October 27, 2014
Cast of Syfy’s ‘Ascension’ talk race, politics and life after 50 years in space
Robin Burks / Tech Times
In 1963, the U.S. government launched a secret mission that sent hundreds of people into space on a starship called Ascension. Their mission? To populate a new world. Now, nearly 50 years later, as the ship approaches the “point of no return,” a murder on the ship threatens to create chaos among those considered as humanity’s last hope.
This is the setting of Syfy’s ambitious original mini-series Ascension. Recently, at the Syfy digital press tour, the cast of Ascension, sat down and talked about the series and its political connotations.
“This is like historical fiction,” said Brandon P. Bell, who portrays First Officer Oren Gault. “It’s really cool that there was once a project called Orion that has a lot of parallels to Ascension.”
Life on the ship is different from life on Earth. Because the ship launched in the 1960s, its colonists did not live through major historical events like the death of John F. Kennedy, women’s liberation and the civil rights movement. Strict laws also govern day-to-day life on the ship that set rules for a certain number of births (based on the ship’s death rate) and the arrangement of marriages.
“I’m very excited about the concept of the show,” said Al Sapienza, who portrays Councilman Rose, one of the ship’s politicians. “It’s a parallel society that is not influenced in any way by anything on Earth for 50 years.”
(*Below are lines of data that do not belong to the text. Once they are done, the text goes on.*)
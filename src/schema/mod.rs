//! Data types shared by the loaders and the assembly pipeline.

pub mod character;
pub mod group;
pub mod mode;
pub mod prompt;
pub mod template;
For Tricia Helfer, who portrays Viondra, the wife of the ship’s captain, this presented a challenge. “Although it’s the early 1960s, our society is evolving in some ways, but with 600 people, it’s moving much slower, like a small town as opposed to a big city,” she said. “My character is strong, but she has to be the one behind, having to speak up in quarters as opposed to being able to speak up in public. I think my character struggles with wanting to have done more, even though she’s in a position of power on the ship.”
Things are a little different for the ship’s head doctor, Juliet Bryce, as portrayed by Andrea Roth. “I am the head doctor,” Roth said. “She has no knowledge of women’s lib, but I think she’s just naturally a stronger woman tempered by the ship’s societal mentality.” Roth pointed out that Dr. Bryce is beginning to see a shift in those societal attitudes, though, through her teenaged doctor who has fallen in love with a boy she hasn’t been matched with.
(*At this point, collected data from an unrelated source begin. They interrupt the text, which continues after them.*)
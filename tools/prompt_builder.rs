//! Prompt builder: generate prompt files from a character roster and
//! template CSVs.
//!
//! Usage: prompt_builder --characters <csv> --template <csv>... [--mode <mode>]
//!        [--pose <pose|auto>] [--outfit <outfit|auto>] [--group "A, B"]
//!        [--group-size <n>] [--groups <n>] [--seed <n>] [--out <dir>]

use clap::builder::RangedU64ValueParser;
use clap::{Parser, ValueEnum};
use std::error::Error;
use std::io::{self, BufRead, Write};
use std::path::PathBuf;
use std::process::ExitCode;
use std::str::FromStr;

use eg_prompt_builder::core::pipeline::{PromptEngine, RandomGroups, RunRequest};
use eg_prompt_builder::core::resolver::{CancelAll, Candidate, CandidatePicker, Pick};
use eg_prompt_builder::io::output::{export_csv, write_units};
use eg_prompt_builder::schema::character::OutfitMode;
use eg_prompt_builder::schema::group::MAX_RANDOM_GROUPS;
use eg_prompt_builder::schema::mode::PoseKey;

#[derive(Parser, Debug)]
#[command(name = "prompt_builder")]
#[command(author, version, about, long_about = None)]
struct Cli {
    /// Character roster CSV.
    #[arg(short, long)]
    characters: PathBuf,

    /// Template CSV; repeat for several packs.
    #[arg(short, long = "template", required = true)]
    templates: Vec<PathBuf>,

    /// Directory prompt files are written to.
    #[arg(short, long, default_value = "output")]
    out: PathBuf,

    #[arg(short, long, value_enum, default_value_t = Mode::Singles)]
    mode: Mode,

    /// Pose key, or `auto` to follow the template kind.
    #[arg(long, default_value = "auto")]
    pose: String,

    /// Outfit key, or `auto` to follow the template kind.
    #[arg(long, default_value = "auto")]
    outfit: String,

    /// Manual group names, comma or semicolon separated.
    #[arg(short, long)]
    group: Option<String>,

    #[arg(long, default_value_t = 3)]
    group_size: usize,

    /// Number of random groups (1 to 5000).
    #[arg(
        long,
        default_value_t = 5,
        value_parser = RangedU64ValueParser::<usize>::new().range(1..=MAX_RANDOM_GROUPS as u64)
    )]
    groups: usize,

    /// Random-group seed; 0 draws a fresh sequence.
    #[arg(long, default_value_t = 0)]
    seed: u64,

    /// RON file overriding the built-in lookup tables.
    #[arg(long)]
    tables: Option<PathBuf>,

    /// Also write one summary row per prompt to this CSV.
    #[arg(long)]
    export_csv: Option<PathBuf>,

    #[arg(long)]
    no_lighting: bool,

    #[arg(long)]
    no_outfit: bool,

    /// Never prompt; fuzzy matches are declined.
    #[arg(long)]
    non_interactive: bool,
}

#[derive(Clone, Copy, Debug, PartialEq, Eq, ValueEnum)]
enum Mode {
    Singles,
    ManualGroup,
    RandomGroups,
    Everything,
}

/// Numbered candidate list on stdout, selection on stdin.
struct StdinPicker;

impl CandidatePicker for StdinPicker {
    fn pick(&mut self, typed: &str, candidates: &[Candidate<'_>]) -> Pick {
        println!("No exact match for '{typed}'. Did you mean:");
        for (i, c) in candidates.iter().enumerate() {
            println!("  {}. {} ({:.0}%)", i + 1, c.record.name, c.score * 100.0);
        }
        println!("  0. cancel");
        let line = match prompt_line("Choice [0]: ") {
            Ok(line) => line,
            Err(_) => return Pick::Cancel,
        };
        match line.trim().parse::<usize>() {
            Ok(n) if (1..=candidates.len()).contains(&n) => Pick::Candidate(n - 1),
            _ => Pick::Cancel,
        }
    }
}

fn prompt_line(prompt: &str) -> io::Result<String> {
    print!("{prompt}");
    io::stdout().flush()?;
    let mut line = String::new();
    io::stdin().lock().read_line(&mut line)?;
    Ok(line)
}

/// `auto` (or empty) means no override.
fn parse_override<T>(raw: &str) -> Result<Option<T>, T::Err>
where
    T: FromStr,
{
    let raw = raw.trim();
    if raw.is_empty() || raw.eq_ignore_ascii_case("auto") {
        return Ok(None);
    }
    raw.parse().map(Some)
}

fn run(cli: Cli) -> Result<(), Box<dyn Error>> {
    let pose: Option<PoseKey> = parse_override(&cli.pose)?;
    let outfit: Option<OutfitMode> = parse_override(&cli.outfit)?;

    let mut builder = PromptEngine::builder()
        .roster_csv(&cli.characters)
        .pose(pose)
        .outfit(outfit)
        .inject_lighting(!cli.no_lighting)
        .inject_outfit(!cli.no_outfit)
        .seed(cli.seed);
    for path in &cli.templates {
        builder = builder.template_csv(path);
    }
    if let Some(path) = &cli.tables {
        builder = builder.tables_ron(path);
    }
    let engine = builder.build()?;

    let wants_manual = matches!(cli.mode, Mode::ManualGroup | Mode::Everything);
    let manual_group = match (&cli.group, wants_manual) {
        (Some(raw), true) => Some(raw.clone()),
        (None, true) if !cli.non_interactive => {
            let raw = prompt_line("Group names (comma separated): ")?;
            Some(raw.trim().to_string()).filter(|s| !s.is_empty())
        }
        _ => None,
    };
    if cli.mode == Mode::ManualGroup && manual_group.is_none() {
        return Err("manual-group mode needs --group names".into());
    }

    let request = RunRequest {
        singles: matches!(cli.mode, Mode::Singles | Mode::Everything),
        manual_group,
        random_groups: matches!(cli.mode, Mode::RandomGroups | Mode::Everything).then_some(
            RandomGroups {
                size: cli.group_size,
                count: cli.groups,
            },
        ),
    };

    let report = if cli.non_interactive {
        engine.generate(&request, &mut CancelAll)?
    } else {
        engine.generate(&request, &mut StdinPicker)?
    };

    let written = write_units(&cli.out, &report.units)?;
    if let Some(path) = &cli.export_csv {
        export_csv(path, &report.units)?;
    }

    println!("Wrote {} prompt files to {}", written.len(), cli.out.display());
    if !report.skipped.is_empty() {
        println!("Skipped {}:", report.skipped.len());
        for reason in &report.skipped {
            println!("  - {reason}");
        }
    }
    Ok(())
}

fn main() -> ExitCode {
    tracing_subscriber::fmt()
        .with_env_filter(
            tracing_subscriber::EnvFilter::try_from_default_env()
                .unwrap_or_else(|_| tracing_subscriber::EnvFilter::new("info")),
        )
        .init();

    let cli = Cli::parse();
    match run(cli) {
        Ok(()) => ExitCode::SUCCESS,
        Err(e) => {
            eprintln!("error: {e}");
            ExitCode::FAILURE
        }
    }
}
Sapienza believes that equality is something that eventually evolves in such circumstances, though. “But there are always those forces that are self-serving that have their own reasons to keep things unfair for their own profits and their own power,” he added.
Bell, who plays one of the few African Americans on the ship, spoke about how race factors into the ship’s population. “It’s a small microcosm of what the U.S. represents,” he said. “That is intentional. We are to carry on the fabric of humanity, specifically the United States and what that looks like.”
The ship has a self-created caste system, though: the upper decks and the lower decks. Occupation, along with aptitude tests, determine where someone lives. Bell’s character, though, worked his way up from the lower decks.
Cast members pointed out that each of their characters have complexities and layers that play into the story of Ascension. Brian Van Holt plays Captain William Denniger, the man responsible for all 600 lives aboard the ship. “He’s not without his moral ambiguities, though” Van Holt said. “He deals with some demons and how he deals with them is morally questionable.”
Syfy executives are pulling out all the stops for Ascension, which premieres on the network on December 15. If all goes well, we may see the network approve the story for a future television series, much like its most similar predecessor Battlestar Galactica.